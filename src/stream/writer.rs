use std::marker::PhantomData;

use crate::error::{Error, Result};
use crate::stream::FixedWidth;

/// A position inside a [`BitWriter`] reserved for a value of type `T` that is only known later,
/// such as the number of coded words.
#[derive(Debug)]
pub struct Slot<T: FixedWidth> {
    offset: usize,
    _marker: PhantomData<T>,
}

/// An append-only writer of bits and big-endian bytes over an owned buffer.
#[derive(Clone, Debug, Default)]
pub struct BitWriter {
    bytes: Vec<u8>,

    /// How many bits of the last byte are already used; zero means byte-aligned.
    used_bits: u8,
}

impl BitWriter {
    pub fn new() -> Self {
        Self::default()
    }

    pub fn with_capacity(bytes: usize) -> Self {
        Self {
            bytes: Vec::with_capacity(bytes),
            used_bits: 0,
        }
    }

    /// Returns the number of bits written so far.
    pub fn bit_len(&self) -> u64 {
        match self.used_bits {
            0 => self.bytes.len() as u64 * 8,
            used => (self.bytes.len() as u64 - 1) * 8 + used as u64,
        }
    }

    /// Returns `true` if no partial byte is pending.
    pub fn is_aligned(&self) -> bool {
        self.used_bits == 0
    }

    #[inline(always)]
    pub fn put_bit(&mut self, bit: bool) {
        if self.used_bits == 0 {
            self.bytes.push(0);
        }
        if bit {
            // the vector is non-empty: a byte was pushed above or is partially filled
            let last = self.bytes.len() - 1;
            self.bytes[last] |= 0x80 >> self.used_bits;
        }
        self.used_bits = (self.used_bits + 1) & 7;
    }

    /// Writes the same bit `n` times.
    pub fn put_bits_repeat(&mut self, bit: bool, mut n: u64) {
        // fill the pending byte bit by bit, then whole bytes at once
        while n > 0 && self.used_bits != 0 {
            self.put_bit(bit);
            n -= 1;
        }
        let fill = if bit { 0xFF } else { 0x00 };
        let whole = (n / 8) as usize;
        self.bytes.resize(self.bytes.len() + whole, fill);
        for _ in 0..n % 8 {
            self.put_bit(bit);
        }
    }

    /// Writes the `count` least significant bits of `value`, most significant first.
    pub fn put_bits(&mut self, value: u64, count: u32) {
        debug_assert!(count <= 64);
        for shift in (0..count).rev() {
            self.put_bit((value >> shift) & 1 == 1);
        }
    }

    pub fn put_byte(&mut self, byte: u8) -> Result<()> {
        self.check_aligned()?;
        self.bytes.push(byte);
        Ok(())
    }

    /// Writes a fixed-width integer in big-endian order.
    pub fn put_int<T: FixedWidth>(&mut self, value: T) -> Result<()> {
        self.check_aligned()?;
        let start = self.bytes.len();
        self.bytes.resize(start + T::BYTES, 0);
        value.write_be(&mut self.bytes[start..]);
        Ok(())
    }

    /// Reserves room for a fixed-width integer to be written later with [`patch`](Self::patch).
    /// The slot holds zeros until then.
    pub fn reserve<T: FixedWidth>(&mut self) -> Result<Slot<T>> {
        self.check_aligned()?;
        let offset = self.bytes.len();
        self.bytes.resize(offset + T::BYTES, 0);
        Ok(Slot {
            offset,
            _marker: PhantomData,
        })
    }

    /// Overwrites a previously reserved slot.
    pub fn patch<T: FixedWidth>(&mut self, slot: Slot<T>, value: T) {
        value.write_be(&mut self.bytes[slot.offset..slot.offset + T::BYTES]);
    }

    /// Returns the written bytes; a pending partial byte is padded with zeros.
    pub fn into_bytes(self) -> Vec<u8> {
        self.bytes
    }

    pub fn as_bytes(&self) -> &[u8] {
        &self.bytes
    }

    fn check_aligned(&self) -> Result<()> {
        match self.is_aligned() {
            true => Ok(()),
            false => Err(Error::MisalignedByteAccess(self.bit_len())),
        }
    }
}
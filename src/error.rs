//! Error types for configuring models, shaping streams and coding words.

use thiserror::Error;

use crate::{Count, Ordinal};

/// Every failure the library can report. All of them surface before or outside the coding
/// loop: a corrupted payload is not detected and simply decodes to different words.
#[derive(Debug, Error)]
pub enum Error {
    /// The configured word width is outside the supported range.
    #[error("unsupported word width: {0} bits (expected {min}..={max})", min = crate::MIN_WORD_BITS, max = crate::MAX_WORD_BITS)]
    UnsupportedWordWidth(u16),

    /// The context geometry doesn't fit in the counter precision.
    #[error("context of {cell_count} cells of {cell_bits} bits exceeds the {max}-bit limit", max = crate::MAX_CONTEXT_BITS)]
    ContextTooWide { cell_bits: u8, cell_count: u8 },

    /// A finite-supply model was asked for a symbol it has no copies left of.
    #[error("symbol {0} has no remaining occurrences")]
    ExhaustedSymbol(Ordinal),

    /// A static model was asked for a symbol that has zero frequency.
    #[error("symbol {0} is not part of the model")]
    UnknownSymbol(Ordinal),

    /// A cumulative position at or beyond the model's total was looked up.
    #[error("cumulative position {position} is out of range (total is {total})")]
    PositionOutOfRange { position: Count, total: Count },

    /// A symbol outside `[0, max_ord)` was given to a model.
    #[error("symbol {ordinal} is out of range (max ordinal is {max_ord})")]
    SymbolOutOfRange { ordinal: Ordinal, max_ord: Ordinal },

    /// The weights of a model no longer fit in a counter.
    #[error("model weights overflow the counters")]
    WeightOverflow,

    /// A model total exceeds what the coder precision can split without losing symbols.
    #[error("model total {total} exceeds the coder limit {limit}")]
    TotalTooLarge { total: Count, limit: Count },

    /// A byte-aligned access was requested while a partial byte is pending.
    #[error("byte-aligned access at bit offset {0}")]
    MisalignedByteAccess(u64),

    /// The fixed fields of a header run past the end of the buffer.
    #[error("stream truncated: needed {needed} bytes at byte offset {offset}")]
    Truncated { offset: usize, needed: usize },

    /// A transmitted dictionary is empty, unordered or has a zero count.
    #[error("invalid dictionary: {0}")]
    InvalidDictionary(String),
}

/// A specialized Result type for coding operations.
pub type Result<T> = std::result::Result<T, Error>;
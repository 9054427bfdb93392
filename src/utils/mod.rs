pub mod scaled_math;

use std::ops::Neg;

/// Returns the empirical order-0 entropy, in bits per symbol, of a distribution given as the
/// frequencies of its symbols.
pub fn entropy(distr: &[usize], total_freq: f64) -> f64 {
    let mut entropy = 0.0;

    for freq in distr {
        if *freq == 0 {
            continue;
        }
        let pr = *freq as f64 / total_freq;
        entropy += pr * f64::log2(pr);
    }
    entropy.neg()
}

#[cfg(test)]
mod tests {
    use super::*;

    #[test]
    fn test_entropy() {
        let distr = [3_usize, 3, 4];
        assert_eq!("1.57", format!("{:.2}", entropy(&distr, 10_f64)));
    }

    #[test]
    fn test_entropy_skips_missing_symbols() {
        let distr = [5_usize, 0, 5];
        assert_eq!("1.00", format!("{:.2}", entropy(&distr, 10_f64)));
    }
}
use criterion::{black_box, criterion_group, Criterion};
use ppm_arith::frequency_index::FrequencyIndex;
use pprof::criterion::{Output, PProfProfiler};

use crate::benchmarks::get_words;

fn update_and_query_benchmark(c: &mut Criterion) {
    let words = get_words();
    let mut group = c.benchmark_group("frequency index");

    group.bench_function("update", |b| {
        b.iter(|| {
            let mut index = FrequencyIndex::new(1 << 32);
            for word in &words {
                index.update(*word, 1);
            }
            index
        })
    });

    let mut index = FrequencyIndex::new(1 << 32);
    for word in &words {
        index.update(*word, 1);
    }
    group.bench_function("prefix sum", |b| {
        b.iter(|| words.iter().map(|word| index.prefix_sum(black_box(*word))).sum::<u64>())
    });
    group.bench_function("find", |b| {
        b.iter(|| (0..index.total()).step_by(7).filter_map(|pos| index.find(black_box(pos))).count())
    });
    group.finish();
}

criterion_group! {
    name = frequency_index_benches;
    config = Criterion::default().with_profiler(PProfProfiler::new(100, Output::Flamegraph(None)));
    targets = update_and_query_benchmark
}
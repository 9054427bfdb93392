use log::debug;

use crate::error::Result;
use crate::models::ProbabilityModel;
use crate::range_coder::{narrow, Precision, Tick};
use crate::stream::BitReader;
use crate::utils::scaled_math::mul_dec_div;
use crate::{CodeValue, Ordinal};

/// Decodes words produced by an [`Encoder`](crate::range_coder::Encoder) driven by an identical
/// model.
///
/// The decoder reads at most `coded_bits` bits from the reader, starting at its current position;
/// beyond that budget it behaves as if the stream continued with zeros, so that the bits that
/// follow the payload are left untouched.
pub struct Decoder<'a, 'b, M: ProbabilityModel> {
    model: M,

    input: &'b mut BitReader<'a>,

    /// How many payload bits are left to read.
    budget: u64,

    precision: Precision,

    low: CodeValue,

    high: CodeValue,

    /// The window of the coded stream aligned with `[low, high)`.
    value: CodeValue,
}

impl<'a, 'b, M: ProbabilityModel> Decoder<'a, 'b, M> {
    /// Creates a decoder with the default precision.
    pub fn new(model: M, input: &'b mut BitReader<'a>, coded_bits: u64) -> Self {
        Self::with_precision(model, input, coded_bits, Precision::default())
    }

    pub fn with_precision(
        model: M,
        input: &'b mut BitReader<'a>,
        coded_bits: u64,
        precision: Precision,
    ) -> Self {
        let mut decoder = Self {
            model,
            input,
            budget: coded_bits,
            precision,
            low: 0,
            high: precision.total,
            value: 0,
        };
        for _ in 0..precision.bits {
            decoder.value = (decoder.value << 1) | decoder.next_bit() as CodeValue;
        }
        decoder
    }

    /// Decodes a single word.
    pub fn decode(&mut self) -> Result<Ordinal> {
        let total = self.model.total_count();
        self.precision.check_total(total)?;

        let width = self.high - self.low;
        let offset = self.value - self.low + 1;
        let position = mul_dec_div(offset, total, width);
        let ordinal = self.model.ordinal_for(position)?;

        let stats = self.model.stats_for(ordinal)?;
        (self.low, self.high) = narrow(self.low, self.high, &stats);

        while let Some((_, offset)) = self.precision.step(&mut self.low, &mut self.high) {
            self.value = 2 * (self.value - offset) | self.next_bit() as CodeValue;
        }
        Ok(ordinal)
    }

    /// Decodes `words` words, calling `tick` after each of them.
    pub fn decode_all(&mut self, words: u64, mut tick: Tick) -> Result<Vec<Ordinal>> {
        let mut decoded = Vec::with_capacity(words as usize);
        for index in 0..words {
            decoded.push(self.decode()?);
            if let Some(tick) = tick.as_mut() {
                tick(index + 1);
            }
        }
        debug!("decoded {} words, {} payload bits unread", words, self.budget);
        Ok(decoded)
    }

    #[inline(always)]
    fn next_bit(&mut self) -> bool {
        match self.budget {
            0 => false,
            _ => {
                self.budget -= 1;
                self.input.take_bit()
            }
        }
    }
}
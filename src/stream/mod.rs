//! Bit-exact stream I/O.
//!
//! Bits are packed MSB-first inside each byte and multi-byte integers are big-endian. Byte-level
//! fields can only be written or read at byte boundaries: mixing them with a pending partial byte
//! is rejected with [`Error::MisalignedByteAccess`](crate::Error::MisalignedByteAccess).

pub mod reader;
pub mod writer;

pub use reader::{BitRange, BitReader, Bits};
pub use writer::{BitWriter, Slot};

/// Unsigned integers that are stored as a fixed number of big-endian bytes.
pub trait FixedWidth: Copy {
    /// How many bytes the value occupies on the stream.
    const BYTES: usize;

    /// Writes the value into `out`, which is exactly [`Self::BYTES`] long.
    fn write_be(self, out: &mut [u8]);

    /// Reads a value from `bytes`, which is exactly [`Self::BYTES`] long.
    fn read_be(bytes: &[u8]) -> Self;
}

macro_rules! impl_fixed_width {
    ($($ty:ty),*) => {
        $(
            impl FixedWidth for $ty {
                const BYTES: usize = std::mem::size_of::<$ty>();

                #[inline(always)]
                fn write_be(self, out: &mut [u8]) {
                    out.copy_from_slice(&self.to_be_bytes());
                }

                #[inline(always)]
                fn read_be(bytes: &[u8]) -> Self {
                    let mut buf = [0u8; std::mem::size_of::<$ty>()];
                    buf.copy_from_slice(bytes);
                    <$ty>::from_be_bytes(buf)
                }
            }
        )*
    };
}

impl_fixed_width!(u8, u16, u32, u64);
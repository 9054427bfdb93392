use crate::error::{Error, Result};
use crate::frequency_index::FrequencyIndex;
use crate::models::{check_ordinal, check_position, ProbabilityModel};
use crate::{Count, FrequencyStats, Ordinal};

/// The simplest adaptive model: every symbol starts with weight `1` and gains `ratio` each time
/// it is observed. Unseen symbols are never excluded, so the total only grows.
#[derive(Clone, Debug)]
pub struct PlainAdaptive {
    /// How much weight an observation adds to its symbol.
    ratio: Count,

    /// How many times each symbol has been observed.
    seen: FrequencyIndex,
}

impl PlainAdaptive {
    pub fn new(max_ord: Ordinal, ratio: Count) -> Self {
        Self {
            ratio,
            seen: FrequencyIndex::new(max_ord),
        }
    }

    /// Returns the total, or `None` if it overflows.
    fn checked_total(&self) -> Option<Count> {
        self.ratio
            .checked_mul(self.seen.total())?
            .checked_add(self.max_ord())
    }
}

impl ProbabilityModel for PlainAdaptive {
    fn max_ord(&self) -> Ordinal {
        self.seen.max_ord()
    }

    fn peek(&self, ordinal: Ordinal) -> Result<FrequencyStats> {
        check_ordinal(ordinal, self.max_ord())?;
        let weight = |seen: Count, base: Count| self.ratio.checked_mul(seen)?.checked_add(base);
        let low = weight(self.seen.sum_below(ordinal), ordinal).ok_or(Error::WeightOverflow)?;
        let high = weight(self.seen.count(ordinal), 1)
            .and_then(|width| low.checked_add(width))
            .ok_or(Error::WeightOverflow)?;
        Ok(FrequencyStats::new(low, high, self.total_count()))
    }

    fn commit(&mut self, ordinal: Ordinal) {
        self.seen.update(ordinal, 1);
    }

    fn ordinal_for(&self, position: Count) -> Result<Ordinal> {
        let total = self.checked_total().ok_or(Error::WeightOverflow)?;
        check_position(position, total)?;
        self.seen
            .find_scaled(position, 1, self.ratio)
            .ok_or(Error::PositionOutOfRange { position, total })
    }

    /// Saturates on overflow, so that the coder rejects the total.
    fn total_count(&self) -> Count {
        self.checked_total().unwrap_or(Count::MAX)
    }
}
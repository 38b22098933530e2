//! Game state and core simulation types
//!
//! Everything one play session needs lives in `SimulationState`; nothing is
//! global, so independent sessions can run side by side.

use rand::SeedableRng;
use rand_pcg::Pcg32;
use serde::{Deserialize, Serialize};

use super::difficulty::DifficultyDriver;
use super::entity::{Bullet, Enemy, Player, PowerUp, PowerUpKind};
use super::spawner::{Spawn, Spawner};
use crate::consts::*;
use crate::{random_spawn_x, us_to_ms};

/// Current phase of gameplay
#[derive(Debug, Clone, Copy, PartialEq, Eq, Serialize, Deserialize)]
pub enum GamePhase {
    Running,
    /// Run ended; terminal until restart
    GameOver,
}

/// Why the run ended
#[derive(Debug, Clone, Copy, PartialEq, Eq, Serialize, Deserialize)]
pub enum GameOverCause {
    /// An enemy reached the unshielded ship
    Collision,
    /// Misses pushed the score below zero
    NegativeScore,
}

/// Things that happened during a tick, drained by the presentation layer
#[derive(Debug, Clone, Copy, PartialEq, Serialize, Deserialize)]
pub enum GameEvent {
    BulletFired { count: u32 },
    EnemyDestroyed,
    EnemyMissed,
    PowerUpCollected(PowerUpKind),
    BuffExpired(PowerUpKind),
    NewHighScore(i64),
    GameOver { cause: GameOverCause, score: i64 },
}

/// Per-run counters for the game-over summary
#[derive(Debug, Clone, Copy, Default, PartialEq, Eq, Serialize, Deserialize)]
pub struct SessionStats {
    pub kills: u32,
    pub misses: u32,
    pub shots_fired: u32,
    pub powerups_collected: u32,
}

/// Complete state of one play session
#[derive(Debug, Clone)]
pub struct SimulationState {
    /// Run seed for reproducibility
    pub seed: u64,
    pub rng: Pcg32,
    pub phase: GamePhase,
    /// Simulated time since the session started, in whole microseconds
    pub time_us: u64,
    pub tick_count: u64,
    pub player: Player,
    pub bullets: Vec<Bullet>,
    pub enemies: Vec<Enemy>,
    pub powerups: Vec<PowerUp>,
    pub score: i64,
    /// Best score seen, carried across restarts
    pub high_score: i64,
    pub stats: SessionStats,
    pub spawner: Spawner,
    pub difficulty: DifficultyDriver,
    /// Events since the last drain
    pub events: Vec<GameEvent>,
}

impl SimulationState {
    /// Create a new session with the given seed
    pub fn new(seed: u64, high_score: i64, slow_shot_enabled: bool) -> Self {
        Self {
            seed,
            rng: Pcg32::seed_from_u64(seed),
            phase: GamePhase::Running,
            time_us: 0,
            tick_count: 0,
            player: Player::default(),
            bullets: Vec::new(),
            enemies: Vec::new(),
            powerups: Vec::new(),
            score: 0,
            high_score,
            stats: SessionStats::default(),
            spawner: Spawner::new(slow_shot_enabled),
            difficulty: DifficultyDriver::default(),
            events: Vec::new(),
        }
    }

    /// Throw away the current run and start a fresh one. Only the high score
    /// and the spawn table survive.
    pub fn restart(&mut self, seed: u64) {
        let high_score = self.high_score;
        let table = self.spawner.table().clone();
        *self = Self::new(seed, high_score, true);
        self.spawner = Spawner::with_table(table);
        log::info!("Session restarted with seed {}", seed);
    }

    /// Simulated time in milliseconds
    pub fn time_ms(&self) -> f64 {
        us_to_ms(self.time_us)
    }

    pub fn is_game_over(&self) -> bool {
        self.phase == GamePhase::GameOver
    }

    pub fn set_slow_shot_enabled(&mut self, enabled: bool) {
        self.spawner.set_slow_shot_enabled(enabled);
    }

    /// Take the events accumulated since the last call
    pub fn drain_events(&mut self) -> Vec<GameEvent> {
        std::mem::take(&mut self.events)
    }

    /// Place a spawner decision into the world
    pub fn apply_spawn(&mut self, spawn: Spawn) {
        match spawn {
            Spawn::Enemy => {
                let x = random_spawn_x(&mut self.rng, ENEMY_SIZE);
                self.enemies.push(Enemy::new(x));
            }
            Spawn::PowerUp(kind) => {
                let x = random_spawn_x(&mut self.rng, POWERUP_SIZE);
                log::debug!("Spawned {} power-up at x={:.0}", kind.as_str(), x);
                self.powerups.push(PowerUp::new(x, kind));
            }
        }
    }

    /// Enter the terminal phase. All buffs and their expiries are dropped.
    pub fn enter_game_over(&mut self, cause: GameOverCause) {
        if self.is_game_over() {
            return;
        }
        self.phase = GamePhase::GameOver;
        self.player.buffs.clear_all();
        self.events.push(GameEvent::GameOver {
            cause,
            score: self.score,
        });
        log::info!(
            "Game over ({:?}) score={} kills={} misses={}",
            cause,
            self.score,
            self.stats.kills,
            self.stats.misses
        );
    }

    /// Raise the high score if the current score beats it
    pub fn update_high_score(&mut self) {
        if self.score > self.high_score {
            self.high_score = self.score;
            self.events.push(GameEvent::NewHighScore(self.score));
        }
    }
}

#[cfg(test)]
mod tests {
    use super::*;
    use crate::sim::difficulty::DifficultyPhase;

    #[test]
    fn test_new_state_is_clean() {
        let state = SimulationState::new(1, 250, true);
        assert_eq!(state.phase, GamePhase::Running);
        assert_eq!(state.score, 0);
        assert_eq!(state.high_score, 250);
        assert!(state.bullets.is_empty() && state.enemies.is_empty() && state.powerups.is_empty());
        assert_eq!(state.difficulty.multiplier(), 0.1);
    }

    #[test]
    fn test_spawned_entities_stay_in_field() {
        let mut state = SimulationState::new(3, 0, true);
        for _ in 0..200 {
            state.apply_spawn(Spawn::Enemy);
            state.apply_spawn(Spawn::PowerUp(PowerUpKind::Shield));
        }
        assert!(state.enemies.iter().all(|e| e.pos.x >= 0.0 && e.pos.x < FIELD_WIDTH - ENEMY_SIZE));
        assert!(state.powerups.iter().all(|p| p.pos.x >= 0.0 && p.pos.x < FIELD_WIDTH - POWERUP_SIZE));
        assert!(state.enemies.iter().all(|e| e.pos.y == 0.0));
    }

    #[test]
    fn test_game_over_clears_buffs_once() {
        let mut state = SimulationState::new(1, 0, true);
        state.player.buffs.activate(PowerUpKind::Shield, 0.0);
        state.player.buffs.activate(PowerUpKind::TripleShot, 0.0);
        state.enter_game_over(GameOverCause::Collision);
        state.enter_game_over(GameOverCause::NegativeScore);
        assert!(state.player.buffs.active_with_remaining(0.0).is_empty());
        let game_overs = state
            .drain_events()
            .into_iter()
            .filter(|e| matches!(e, GameEvent::GameOver { .. }))
            .count();
        assert_eq!(game_overs, 1);
    }

    #[test]
    fn test_restart_resets_world_but_keeps_high_score() {
        let mut state = SimulationState::new(1, 0, false);
        state.score = 120;
        state.update_high_score();
        state.apply_spawn(Spawn::Enemy);
        state.bullets.push(Bullet::new(glam::Vec2::new(10.0, 10.0), 0.0));
        state.difficulty.advance(95_000.0);
        assert_eq!(state.difficulty.phase(), DifficultyPhase::Cyclic);
        state.enter_game_over(GameOverCause::Collision);

        state.restart(2);
        assert_eq!(state.phase, GamePhase::Running);
        assert_eq!(state.score, 0);
        assert_eq!(state.high_score, 120);
        assert!(state.enemies.is_empty() && state.bullets.is_empty());
        assert_eq!(state.difficulty.multiplier(), 0.1);
        assert_eq!(state.difficulty.phase(), DifficultyPhase::Ramping);
        assert!(state.events.is_empty());
        // Spawn table toggle survives
        assert_eq!(state.spawner.table(), &crate::sim::PowerUpTable::without_slow_shot());
    }
}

..............................

PROBLEM TO SOLVE: Please transcribe only the lines in the records above running from the line that has "pub fn put_int<T: FixedWidth>(&mut" through the line that has "Reserves room for", both included, exactly as they appear.

WRITTEN ANSWER:
    pub fn put_int<T: FixedWidth>(&mut self, value: T) -> Result<()> {
        self.check_aligned()?;
        let start = self.bytes.len();
        self.bytes.resize(start + T::BYTES, 0);
        value.write_be(&mut self.bytes[start..]);
        Ok(())
    }

    /// Reserves room for a fixed-width integer to be written later with [`patch`](Self::patch).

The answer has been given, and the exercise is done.